Revelation 16 is a day of atonement text. The tabernacle of the testimony has been opened (15:5). The angels who receive the bowls are clothed in linen (15:6), the clothing of the high priest when he goes into the sanctuary on the day of atonement (Leviticus 16:4). The temple is filled with smoke (15:8). On the day of atonement, the high priest filled a pan with coals and incense and placed it in the Most Holy Place to create a smoke screen as he entered into the Lord’s presence (Leviticus 16:12-13). Finally, and most importantly, the angels receive bowls full of wrath-wine, which is also blood. They pour out these seven bowls onto the world (15:7; 16:1-21). On the day of atonement, the priest performed a seven-fold sprinkling of blood before the Lord, three times (Leviticus 16:14, 15, 19).

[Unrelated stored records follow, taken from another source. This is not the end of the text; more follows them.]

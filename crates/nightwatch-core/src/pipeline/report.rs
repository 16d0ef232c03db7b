//! Row contents and their HTML / summary renderings.

use std::fmt;

use serde::{Deserialize, Serialize};

use crate::config::{NightwatchConfig, OutputConfig, TelescopeConfig};

/// Columns an aggregate row can carry.
#[derive(Clone, Copy, Debug, PartialEq, Eq, Hash, Serialize, Deserialize)]
#[serde(rename_all = "snake_case")]
pub enum RowField {
    CaptureTime,
    FileName,
    Target,
    ExposureTime,
    Altitude,
    Azimuth,
    Airmass,
    MoonSeparation,
    MoonIllumination,
    Fwhm,
    Ellipticity,
    Background,
    PointingError,
    PositionAngle,
    StarCount,
    ZeroPoint,
    ElapsedTime,
}

impl RowField {
    pub const ALL: [RowField; 17] = [
        Self::CaptureTime,
        Self::FileName,
        Self::Target,
        Self::ExposureTime,
        Self::Altitude,
        Self::Azimuth,
        Self::Airmass,
        Self::MoonSeparation,
        Self::MoonIllumination,
        Self::Fwhm,
        Self::Ellipticity,
        Self::Background,
        Self::PointingError,
        Self::PositionAngle,
        Self::StarCount,
        Self::ZeroPoint,
        Self::ElapsedTime,
    ];
}

impl fmt::Display for RowField {
    fn fmt(&self, f: &mut fmt::Formatter<'_>) -> fmt::Result {
        let label = match self {
            Self::CaptureTime => "DateTime",
            Self::FileName => "Filename",
            Self::Target => "Target",
            Self::ExposureTime => "ExpTime(s)",
            Self::Altitude => "Alt(deg)",
            Self::Azimuth => "Az(deg)",
            Self::Airmass => "Airmass",
            Self::MoonSeparation => "MoonSep(deg)",
            Self::MoonIllumination => "MoonIllum(%)",
            Self::Fwhm => "FWHM(pix)",
            Self::Ellipticity => "Ellipticity",
            Self::Background => "Background(ADU)",
            Self::PointingError => "PointingErr(arcmin)",
            Self::PositionAngle => "PA(deg)",
            Self::StarCount => "nStars",
            Self::ZeroPoint => "ZeroPoint",
            Self::ElapsedTime => "ProcessTime(s)",
        };
        f.write_str(label)
    }
}

/// Everything measured for one frame. `None` means unavailable.
#[derive(Clone, Debug, Default, PartialEq)]
pub struct Measurements {
    pub capture_time: Option<String>,
    pub file_name: String,
    pub target: Option<String>,
    pub exposure_s: Option<f64>,
    pub altitude_deg: Option<f64>,
    pub azimuth_deg: Option<f64>,
    pub airmass: Option<f64>,
    pub moon_separation_deg: Option<f64>,
    /// Illuminated fraction, 0..1.
    pub moon_illumination: Option<f64>,
    pub fwhm_pix: Option<f64>,
    pub fwhm_arcsec: Option<f64>,
    pub ellipticity: Option<f64>,
    pub background: Option<f64>,
    pub pointing_error_arcmin: Option<f64>,
    pub position_angle_deg: Option<f64>,
    pub star_count: Option<usize>,
    pub zero_point: Option<f64>,
    pub elapsed_s: Option<f64>,
}

impl Measurements {
    /// Plain-text value of one column.
    pub fn cell(&self, field: RowField) -> Option<String> {
        let num = |v: Option<f64>, places: usize| v.map(|v| format!("{v:.places$}"));
        match field {
            RowField::CaptureTime => self.capture_time.clone(),
            RowField::FileName => Some(self.file_name.clone()),
            RowField::Target => self.target.clone(),
            RowField::ExposureTime => num(self.exposure_s, 1),
            RowField::Altitude => num(self.altitude_deg, 1),
            RowField::Azimuth => num(self.azimuth_deg, 1),
            RowField::Airmass => num(self.airmass, 2),
            RowField::MoonSeparation => num(self.moon_separation_deg, 1),
            RowField::MoonIllumination => num(self.moon_illumination.map(|f| f * 100.0), 0),
            RowField::Fwhm => num(self.fwhm_pix, 2),
            RowField::Ellipticity => num(self.ellipticity, 2),
            RowField::Background => num(self.background, 0),
            RowField::PointingError => num(self.pointing_error_arcmin, 1),
            RowField::PositionAngle => num(self.position_angle_deg, 1),
            RowField::StarCount => self.star_count.map(|n| n.to_string()),
            RowField::ZeroPoint => num(self.zero_point, 2),
            RowField::ElapsedTime => num(self.elapsed_s, 1),
        }
    }
}

/// Upper limits above which a cell is flagged in the HTML table.
#[derive(Clone, Copy, Debug, PartialEq)]
pub struct Thresholds {
    pub fwhm_pix: f64,
    pub ellipticity: f64,
    pub pointing_arcmin: f64,
}

impl Thresholds {
    pub fn for_telescope(t: &TelescopeConfig) -> Self {
        Self {
            fwhm_pix: t.threshold_fwhm_pix,
            ellipticity: t.threshold_ellipticity,
            pointing_arcmin: t.threshold_pointing_arcmin,
        }
    }

    pub fn breached(&self, field: RowField, m: &Measurements) -> bool {
        let over = |v: Option<f64>, limit: f64| v.is_some_and(|v| v > limit);
        match field {
            RowField::Fwhm => over(m.fwhm_pix, self.fwhm_pix),
            RowField::Ellipticity => over(m.ellipticity, self.ellipticity),
            RowField::PointingError => over(m.pointing_error_arcmin, self.pointing_arcmin),
            _ => false,
        }
    }
}

/// Renders rows for the configured column set.
#[derive(Clone, Debug)]
pub struct RowFormatter {
    pub fields: Vec<RowField>,
    pub marker: String,
    pub delimiter: String,
    pub thresholds: Thresholds,
}

impl RowFormatter {
    pub fn new(output: &OutputConfig, telescope: &TelescopeConfig) -> Self {
        Self {
            fields: output.fields.clone(),
            marker: output.unavailable_marker.clone(),
            delimiter: output.summary_delimiter.clone(),
            thresholds: Thresholds::for_telescope(telescope),
        }
    }

    pub fn from_config(config: &NightwatchConfig) -> Self {
        Self::new(&config.output, &config.telescope)
    }

    /// `#`-prefixed column names.
    pub fn summary_header(&self) -> String {
        let names: Vec<String> = self.fields.iter().map(ToString::to_string).collect();
        format!("# {}", names.join(&self.delimiter))
    }

    pub fn summary_row(&self, m: &Measurements) -> String {
        let cells: Vec<String> = self
            .fields
            .iter()
            .map(|&f| m.cell(f).unwrap_or_else(|| self.marker.clone()))
            .collect();
        cells.join(&self.delimiter)
    }

    pub fn html_header_row(&self) -> String {
        let cells: String = self
            .fields
            .iter()
            .map(|f| format!("<th>{}</th>", escape_html(&f.to_string())))
            .collect();
        format!("<tr>{cells}</tr>")
    }

    pub fn html_row(&self, m: &Measurements) -> String {
        let cells: String = self
            .fields
            .iter()
            .map(|&field| {
                let text = match (field, m.cell(field)) {
                    (RowField::Fwhm, Some(pix)) => match m.fwhm_arcsec {
                        Some(arcsec) => format!("{pix} ({arcsec:.1}\")"),
                        None => pix,
                    },
                    (_, Some(text)) => text,
                    (_, None) => self.marker.clone(),
                };
                let class = if self.thresholds.breached(field, m) {
                    " class=\"alert\""
                } else {
                    ""
                };
                format!("<td{class}>{}</td>", escape_html(&text))
            })
            .collect();
        format!("<tr>{cells}</tr>")
    }
}

fn escape_html(text: &str) -> String {
    let mut out = String::with_capacity(text.len());
    for c in text.chars() {
        match c {
            '&' => out.push_str("&amp;"),
            '<' => out.push_str("&lt;"),
            '>' => out.push_str("&gt;"),
            '"' => out.push_str("&quot;"),
            c => out.push(c),
        }
    }
    out
}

But this is an unusual atonement. On the day of atonement, the high priest brought blood into the temple of the tabernacle of testimony to cleanse it. Here, seven priestly angels are bringing blood out of the heavenly temple and pouring it on the earth. The effects of this atonement are the reverse of a normal atonement. Yom Kippur was supposed to cleanse impurity and remove pollution, so as to maintain the order of the temple and the world of Israel. This atonement does precisely the opposite. It pollutes the land and calls up an avenger. Instead of removing pollution, this atonement intensifies it. Instead of maintaining the world, this atonement tears the world in pieces.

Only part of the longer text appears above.